• [Given records]:
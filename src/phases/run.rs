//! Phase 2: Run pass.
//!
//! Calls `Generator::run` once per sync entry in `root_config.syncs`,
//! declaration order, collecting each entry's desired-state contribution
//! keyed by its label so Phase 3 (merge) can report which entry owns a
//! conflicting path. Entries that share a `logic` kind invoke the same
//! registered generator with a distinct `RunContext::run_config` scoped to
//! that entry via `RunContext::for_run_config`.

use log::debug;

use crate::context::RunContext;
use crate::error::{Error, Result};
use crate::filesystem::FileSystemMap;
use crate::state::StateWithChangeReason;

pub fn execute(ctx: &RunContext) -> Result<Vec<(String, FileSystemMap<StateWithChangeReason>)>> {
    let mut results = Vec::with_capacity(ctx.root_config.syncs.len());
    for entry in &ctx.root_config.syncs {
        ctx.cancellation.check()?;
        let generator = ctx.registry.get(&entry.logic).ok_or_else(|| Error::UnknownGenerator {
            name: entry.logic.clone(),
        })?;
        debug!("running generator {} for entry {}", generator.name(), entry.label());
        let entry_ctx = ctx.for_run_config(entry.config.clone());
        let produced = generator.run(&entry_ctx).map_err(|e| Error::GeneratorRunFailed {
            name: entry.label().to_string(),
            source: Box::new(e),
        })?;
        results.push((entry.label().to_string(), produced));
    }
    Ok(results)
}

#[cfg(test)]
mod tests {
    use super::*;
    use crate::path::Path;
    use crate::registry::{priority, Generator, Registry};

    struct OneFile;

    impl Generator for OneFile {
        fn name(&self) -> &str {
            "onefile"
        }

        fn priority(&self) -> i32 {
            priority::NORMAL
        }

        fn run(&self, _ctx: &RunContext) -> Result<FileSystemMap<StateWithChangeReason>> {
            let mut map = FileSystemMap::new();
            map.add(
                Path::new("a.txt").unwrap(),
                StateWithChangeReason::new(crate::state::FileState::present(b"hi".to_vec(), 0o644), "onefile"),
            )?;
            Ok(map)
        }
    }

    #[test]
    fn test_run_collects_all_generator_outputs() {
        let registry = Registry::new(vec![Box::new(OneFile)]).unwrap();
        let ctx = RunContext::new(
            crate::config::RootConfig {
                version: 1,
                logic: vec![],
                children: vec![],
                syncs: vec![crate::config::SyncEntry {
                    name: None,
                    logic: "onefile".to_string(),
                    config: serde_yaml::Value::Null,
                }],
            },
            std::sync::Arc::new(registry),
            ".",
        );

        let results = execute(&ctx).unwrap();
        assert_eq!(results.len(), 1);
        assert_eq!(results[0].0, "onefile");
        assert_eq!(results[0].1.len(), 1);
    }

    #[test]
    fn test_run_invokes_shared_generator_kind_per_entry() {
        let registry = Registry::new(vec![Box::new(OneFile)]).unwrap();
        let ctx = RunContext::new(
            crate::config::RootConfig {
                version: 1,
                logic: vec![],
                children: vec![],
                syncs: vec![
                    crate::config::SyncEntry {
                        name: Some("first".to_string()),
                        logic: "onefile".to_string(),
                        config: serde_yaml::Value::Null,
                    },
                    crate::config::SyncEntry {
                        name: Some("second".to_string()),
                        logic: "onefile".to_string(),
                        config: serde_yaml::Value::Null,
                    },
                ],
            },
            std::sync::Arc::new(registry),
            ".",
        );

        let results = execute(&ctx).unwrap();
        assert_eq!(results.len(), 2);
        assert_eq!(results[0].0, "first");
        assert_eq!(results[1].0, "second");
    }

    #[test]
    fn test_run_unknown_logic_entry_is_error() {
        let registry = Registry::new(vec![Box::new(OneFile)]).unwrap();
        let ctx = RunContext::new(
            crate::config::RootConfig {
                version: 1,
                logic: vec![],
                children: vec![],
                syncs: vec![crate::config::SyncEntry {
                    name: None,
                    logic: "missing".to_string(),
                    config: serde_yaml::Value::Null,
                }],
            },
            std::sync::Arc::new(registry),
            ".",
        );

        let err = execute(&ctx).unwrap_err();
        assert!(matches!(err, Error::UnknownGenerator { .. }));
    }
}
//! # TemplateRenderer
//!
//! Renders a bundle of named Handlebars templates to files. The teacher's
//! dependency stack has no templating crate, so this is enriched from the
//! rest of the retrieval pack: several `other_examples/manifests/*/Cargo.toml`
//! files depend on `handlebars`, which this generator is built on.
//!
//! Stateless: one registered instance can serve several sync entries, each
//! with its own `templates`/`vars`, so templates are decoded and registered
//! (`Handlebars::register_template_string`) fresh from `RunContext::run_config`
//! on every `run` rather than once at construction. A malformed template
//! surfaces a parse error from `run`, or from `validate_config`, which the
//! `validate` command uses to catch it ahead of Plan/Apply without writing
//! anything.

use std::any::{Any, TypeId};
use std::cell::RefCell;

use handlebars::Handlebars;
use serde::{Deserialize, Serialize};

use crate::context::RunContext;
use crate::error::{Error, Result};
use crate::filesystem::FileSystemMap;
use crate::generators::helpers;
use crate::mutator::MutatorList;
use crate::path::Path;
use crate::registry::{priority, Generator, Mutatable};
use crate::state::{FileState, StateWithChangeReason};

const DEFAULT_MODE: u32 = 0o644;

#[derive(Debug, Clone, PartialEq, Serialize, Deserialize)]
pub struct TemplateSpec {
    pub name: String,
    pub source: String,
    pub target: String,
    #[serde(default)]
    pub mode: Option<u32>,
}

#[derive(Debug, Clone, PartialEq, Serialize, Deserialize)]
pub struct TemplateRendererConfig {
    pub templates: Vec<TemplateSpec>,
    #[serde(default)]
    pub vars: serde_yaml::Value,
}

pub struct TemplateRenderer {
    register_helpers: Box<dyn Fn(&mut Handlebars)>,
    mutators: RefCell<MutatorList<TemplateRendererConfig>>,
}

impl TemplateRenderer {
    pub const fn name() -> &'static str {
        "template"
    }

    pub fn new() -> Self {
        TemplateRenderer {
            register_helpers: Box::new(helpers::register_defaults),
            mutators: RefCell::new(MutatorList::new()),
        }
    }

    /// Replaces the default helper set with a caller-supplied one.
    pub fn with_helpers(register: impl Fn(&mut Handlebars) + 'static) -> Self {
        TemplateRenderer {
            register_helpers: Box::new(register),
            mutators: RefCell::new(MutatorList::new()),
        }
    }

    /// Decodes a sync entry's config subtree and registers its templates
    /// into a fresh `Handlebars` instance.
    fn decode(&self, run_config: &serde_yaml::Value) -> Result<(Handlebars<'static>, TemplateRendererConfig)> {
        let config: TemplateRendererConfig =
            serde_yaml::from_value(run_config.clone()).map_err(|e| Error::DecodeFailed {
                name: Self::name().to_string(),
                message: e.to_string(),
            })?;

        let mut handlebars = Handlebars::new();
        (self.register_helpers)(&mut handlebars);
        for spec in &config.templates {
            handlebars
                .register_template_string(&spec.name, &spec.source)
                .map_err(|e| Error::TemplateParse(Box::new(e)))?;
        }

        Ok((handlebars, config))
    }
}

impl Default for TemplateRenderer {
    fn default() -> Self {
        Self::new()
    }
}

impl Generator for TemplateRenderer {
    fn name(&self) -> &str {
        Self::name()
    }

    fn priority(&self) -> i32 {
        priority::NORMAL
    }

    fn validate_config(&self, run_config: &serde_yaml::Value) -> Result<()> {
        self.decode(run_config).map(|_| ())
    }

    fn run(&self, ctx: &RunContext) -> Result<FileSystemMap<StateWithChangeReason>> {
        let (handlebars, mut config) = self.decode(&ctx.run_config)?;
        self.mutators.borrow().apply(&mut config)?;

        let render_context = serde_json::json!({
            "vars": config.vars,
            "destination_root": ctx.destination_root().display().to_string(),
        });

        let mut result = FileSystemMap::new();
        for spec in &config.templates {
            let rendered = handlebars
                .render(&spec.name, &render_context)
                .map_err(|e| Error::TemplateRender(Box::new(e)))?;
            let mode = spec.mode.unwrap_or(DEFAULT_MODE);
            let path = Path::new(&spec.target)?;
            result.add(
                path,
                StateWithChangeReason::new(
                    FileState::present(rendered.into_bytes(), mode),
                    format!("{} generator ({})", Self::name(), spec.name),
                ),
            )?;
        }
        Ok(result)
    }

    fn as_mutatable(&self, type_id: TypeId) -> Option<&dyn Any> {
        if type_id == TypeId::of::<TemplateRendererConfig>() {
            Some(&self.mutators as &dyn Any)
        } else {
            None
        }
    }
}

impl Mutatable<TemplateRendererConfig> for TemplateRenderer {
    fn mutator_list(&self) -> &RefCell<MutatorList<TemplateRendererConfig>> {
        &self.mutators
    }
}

• [Goal of the exercise]: Please output the lines of the listing above that fall in the stretch from the one with "is built on." through the one with "use crate::generators::helpers;", exactly and only those.

• [The completed task]:
//! files depend on `handlebars`, which this generator is built on.
//!
//! Stateless: one registered instance can serve several sync entries, each
//! with its own `templates`/`vars`, so templates are decoded and registered
//! (`Handlebars::register_template_string`) fresh from `RunContext::run_config`
//! on every `run` rather than once at construction. A malformed template
//! surfaces a parse error from `run`, or from `validate_config`, which the
//! `validate` command uses to catch it ahead of Plan/Apply without writing
//! anything.

use std::any::{Any, TypeId};
use std::cell::RefCell;

use handlebars::Handlebars;
use serde::{Deserialize, Serialize};

use crate::context::RunContext;
use crate::error::{Error, Result};
use crate::filesystem::FileSystemMap;
use crate::generators::helpers;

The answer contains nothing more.